5. In many Episcopal Churches, Sunday school is largely seen as something for children to do while the adults are quaffing coffee and downing powdered donuts in the parish hall. Having gone through Sunday school themselves they imagine that they know all there is to know. This has created a culture in which many Baptized, Confirmed, church-going Anglicans are inoculated against the intellectual demands of continuing in the Apostles’ teaching.

6. Children’s Sunday school (not to mention youth ministry) has been largely reduced to teaching kids to be good and make good life decisions. “Jesus was nice and came to model niceness. Here are some nice things he did. So now let’s all go out and be nice.” This has produced little deists who know some of the more popular bible stories but know nothing of redemption history and see nothing unique about the gospel of Jesus Christ.

7. Many Anglican/Episcopalian priests entered the priesthood because it seemed a good way to “care for people”, entertaining a soft hazy therapeutic vision of their role. This has created a culture in which many priests love their people and many people love their priests but also one in which the prophetic role – preaching repentance, sacrifice, and fidelity to Christ and his word – cannot be embraced without “breaking up the family”. Soft words have created hard hearts. Caring and sharing has left no room for exhortation.

These factors (and others) created an environment ripe for revisionist take-over. By the late 90s, Anglicans/Episcopalians had largely lost the ability to measure new ideas biblically.
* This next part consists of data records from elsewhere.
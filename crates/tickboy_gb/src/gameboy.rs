//! The machine itself: owns every component, wires them to one bus and
//! drives the cooperative cycle scheduler.

use std::cell::RefCell;
use std::rc::Rc;

use tickboy_common::Key;

use crate::bus::{Bus, Clocked};
use crate::cartridge::Cartridge;
use crate::cpu::Cpu;
use crate::joypad::Joypad;
use crate::lcd::image::LcdImage;
use crate::lcd::LcdController;
use crate::memory::{map, BootRomController, Ram, RamController, Rom};
use crate::timer::Timer;

/// The machine's nominal clock rate, in machine cycles per second.
pub const CYCLES_PER_SECOND: u64 = 1 << 20;

pub struct GameBoy {
    bus: Bus,
    cpu: Cpu,
    timer: Rc<RefCell<Timer>>,
    lcd: Rc<RefCell<LcdController>>,
    joypad: Rc<RefCell<Joypad>>,
    cycles: u64,
}

impl GameBoy {
    /// Builds a machine that starts executing the cartridge directly,
    /// with no boot ROM overlay.
    pub fn new(cartridge: Cartridge) -> GameBoy {
        Self::build(cartridge, None)
    }

    /// Builds a machine with a boot ROM overlaid over low addresses until
    /// the program disables it.
    pub fn with_boot_rom(cartridge: Cartridge, boot_rom: Vec<u8>) -> GameBoy {
        Self::build(cartridge, Some(boot_rom))
    }

    fn build(cartridge: Cartridge, boot_rom: Option<Vec<u8>>) -> GameBoy {
        let mut bus = Bus::new();
        let cpu = Cpu::new();
        let timer = Rc::new(RefCell::new(Timer::new()));
        let lcd = Rc::new(RefCell::new(LcdController::new()));
        let joypad = Rc::new(RefCell::new(Joypad::new()));

        let work_ram = Rc::new(RefCell::new(Ram::new(map::WORK_RAM_SIZE)));
        let high_ram = Rc::new(RefCell::new(Ram::new(map::HIGH_RAM_SIZE)));

        bus.attach(Rc::new(RefCell::new(RamController::new(
            work_ram.clone(),
            map::WORK_RAM_START,
        ))));
        bus.attach(timer.clone());
        bus.attach(Rc::new(RefCell::new(RamController::bounded(
            work_ram,
            map::ECHO_RAM_START,
            map::ECHO_RAM_END,
        ))));
        cpu.attach_to(&mut bus);
        bus.attach(Rc::new(RefCell::new(RamController::bounded(
            high_ram,
            map::HIGH_RAM_START,
            map::HIGH_RAM_END,
        ))));
        match boot_rom {
            Some(image) => bus.attach(Rc::new(RefCell::new(BootRomController::new(
                cartridge,
                Rom::new(image),
            )))),
            None => bus.attach(Rc::new(RefCell::new(cartridge))),
        }
        bus.attach(Rc::new(RefCell::new(RamController::new(
            lcd.borrow().video_ram(),
            map::VIDEO_RAM_START,
        ))));
        bus.attach(Rc::new(RefCell::new(RamController::new(
            lcd.borrow().object_attribute_ram(),
            map::OAM_START,
        ))));
        bus.attach(lcd.clone());
        bus.attach(joypad.clone());

        log::debug!("machine assembled");
        GameBoy {
            bus,
            cpu,
            timer,
            lcd,
            joypad,
            cycles: 0,
        }
    }

    pub fn bus(&self) -> &Bus {
        &self.bus
    }

    pub fn cpu(&self) -> &Cpu {
        &self.cpu
    }

    /// A copy of the last fully drawn frame.
    pub fn current_frame(&self) -> LcdImage {
        self.lcd.borrow().current_image().clone()
    }

    pub fn key_pressed(&mut self, key: Key) {
        self.joypad.borrow_mut().key_pressed(key);
    }

    pub fn key_released(&mut self, key: Key) {
        self.joypad.borrow_mut().key_released(key);
    }

    /// Number of cycles simulated so far.
    pub fn cycles(&self) -> u64 {
        self.cycles
    }

    /// Advances the simulation up to (excluding) `cycle`.
    ///
    /// Each tick steps the timer, then the display controller, then routes
    /// their interrupt requests into the processor before its own step, so
    /// an interrupt raised in cycle N is visible to the processor within
    /// cycle N. Asking for an already-simulated cycle is a caller bug.
    pub fn run_until(&mut self, cycle: u64) {
        assert!(
            self.cycles <= cycle,
            "cycle {cycle} has already been simulated (now at {})",
            self.cycles
        );
        while self.cycles < cycle {
            let c = self.cycles;
            self.timer.borrow_mut().cycle(c, &self.bus);
            self.lcd.borrow_mut().cycle(c, &self.bus);
            let pending = self.timer.borrow_mut().take_interrupts()
                | self.lcd.borrow_mut().take_interrupts()
                | self.joypad.borrow_mut().take_interrupts();
            if !pending.is_empty() {
                self.cpu.request_interrupts(pending);
            }
            self.cpu.cycle(c, &self.bus);
            self.cycles += 1;
        }
    }
}

#[cfg(test)]
mod tests {
    use super::*;
    use crate::cpu::Interrupts;

    /// A flat 32 KiB cartridge with `program` at address zero and, when
    /// given, `handler` at the timer interrupt vector.
    fn cartridge_with(program: &[u8], handler: &[u8]) -> Cartridge {
        let mut image = vec![0u8; 0x8000];
        image[..program.len()].copy_from_slice(program);
        image[0x50..0x50 + handler.len()].copy_from_slice(handler);
        Cartridge::from_bytes(image).unwrap()
    }

    #[test]
    fn run_until_advances_and_reports_the_clock() {
        let mut gb = GameBoy::new(cartridge_with(&[0x18, 0xFE], &[])); // JR -2
        assert_eq!(gb.cycles(), 0);
        gb.run_until(100);
        assert_eq!(gb.cycles(), 100);
        gb.run_until(100);
        assert_eq!(gb.cycles(), 100);
    }

    #[test]
    #[should_panic(expected = "already been simulated")]
    fn run_until_rejects_going_backwards() {
        let mut gb = GameBoy::new(cartridge_with(&[0x18, 0xFE], &[]));
        gb.run_until(100);
        gb.run_until(50);
    }

    #[test]
    fn work_ram_is_echoed() {
        let mut gb = GameBoy::new(cartridge_with(&[0x18, 0xFE], &[]));
        gb.run_until(10);
        gb.bus().write(0xC123, 0x5A);
        assert_eq!(gb.bus().read(0xE123), 0x5A);
    }

    #[test]
    fn cartridge_rom_answers_reads_and_ignores_writes() {
        let gb = GameBoy::new(cartridge_with(&[0x18, 0xFE], &[]));
        assert_eq!(gb.bus().read(0x0000), 0x18);
        gb.bus().write(0x0000, 0x00);
        assert_eq!(gb.bus().read(0x0000), 0x18);
    }

    #[test]
    fn unmapped_addresses_read_0xff() {
        let gb = GameBoy::new(cartridge_with(&[0x18, 0xFE], &[]));
        // Cartridge RAM area has no component behind it here.
        assert_eq!(gb.bus().read(0xA123), 0xFF);
    }

    #[test]
    fn timer_interrupt_wakes_the_halted_processor_through_its_vector() {
        // Set up SP, enable the timer interrupt, start the timer at its
        // fastest rate with TIMA near overflow, then halt. The handler
        // bumps a counter in work RAM; the resumed main program drops a
        // marker next to it.
        let program = [
            0x31, 0xFE, 0xFF, // LD SP, 0xFFFE
            0x3E, 0x04, // LD A, 0x04
            0xEA, 0xFF, 0xFF, // LD (0xFFFF), A
            0x3E, 0x05, // LD A, 0x05
            0xE0, 0x07, // LDH (0x07), A
            0x3E, 0xF0, // LD A, 0xF0
            0xE0, 0x05, // LDH (0x05), A
            0xFB, // EI
            0x76, // HALT
            0x3E, 0x42, // LD A, 0x42
            0xEA, 0x00, 0xC0, // LD (0xC000), A
            0x18, 0xFE, // JR -2
        ];
        let handler = [
            0xFA, 0x01, 0xC0, // LD A, (0xC001)
            0x3C, // INC A
            0xEA, 0x01, 0xC0, // LD (0xC001), A
            0xD9, // RETI
        ];
        let mut gb = GameBoy::new(cartridge_with(&program, &handler));
        // Long enough for the first overflow (~80 cycles in) and the
        // handler, short of the reloaded counter's next overflow.
        gb.run_until(500);

        assert_eq!(gb.bus().read(0xC000), 0x42, "main program resumed");
        assert_eq!(gb.bus().read(0xC001), 1, "handler ran exactly once");
    }

    #[test]
    fn a_frame_of_cycles_raises_vblank_in_if() {
        let mut gb = GameBoy::new(cartridge_with(&[0x18, 0xFE], &[]));
        gb.bus().write(0xFF40, 0x80);
        gb.run_until(crate::lcd::CYCLES_PER_FRAME);
        assert_ne!(
            gb.bus().read(map::REG_IF) & Interrupts::VBLANK.bits(),
            0,
            "vblank pending after one frame"
        );
    }

    #[test]
    fn boot_rom_overlay_is_dismissed_by_the_disable_write() {
        let mut boot = vec![0u8; map::BOOT_ROM_SIZE];
        // LD A, 1 ; LDH (0x50), A ; then fall through into cartridge NOPs.
        boot[..4].copy_from_slice(&[0x3E, 0x01, 0xE0, 0x50]);
        let mut gb = GameBoy::with_boot_rom(cartridge_with(&[0x18, 0xFE], &[]), boot);

        assert_eq!(gb.bus().read(0x0000), 0x3E, "boot ROM visible at reset");
        gb.run_until(10);
        assert_eq!(gb.bus().read(0x0000), 0x18, "cartridge visible after disable");
    }
}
This made it very easy for revisionist sophists to wrest the words “love” and “grace” from their biblical moorings and use them to support non-celibate homosexual ministers and same-sex blessings, all the while “sounding” Christian to the untrained ears of many priests behind the pulpit and people in the pews.

Now many Anglicans are moving into a new post-Episcopalian era, rebuilding our congregations after losing property and people to the Anglican wars. But we need to rebuild on much firmer foundations or history will repeat itself. The only way to prevent that from happening is to begin the often painful process of re-catechizing the church from square one.

That will necessarily involve hard work for pastors. In many cases it will mean re-learning the gospel, rediscovering scripture, and embracing the hard study exposition demands. It will mean creating adult education programs, teaching bible studies and training bible study leaders, training people to actively listen and engage with scripture as it is preached and rather than waiting to be swept up or entertained from the pulpit. All of this means sacrifice and sweat. 

And it will be divisive work because it will mean demanding a lot from people unused to seeing church as anything more than a comfortable and comforting place to go on a Sunday morning. It will be difficult work because we as leaders have lazily floated along with the tide and have become fearful of making demands on ourselves or the people in our care. Some people will leave because they will not want to go where we lead them. Let them go. Some priests will balk. That’s too bad.  But if we carry the same deathly, vigor-sapping, know-nothing, sacerdotal, “its-all-a-mystery” DNA into the future we can expect desolation and ruin.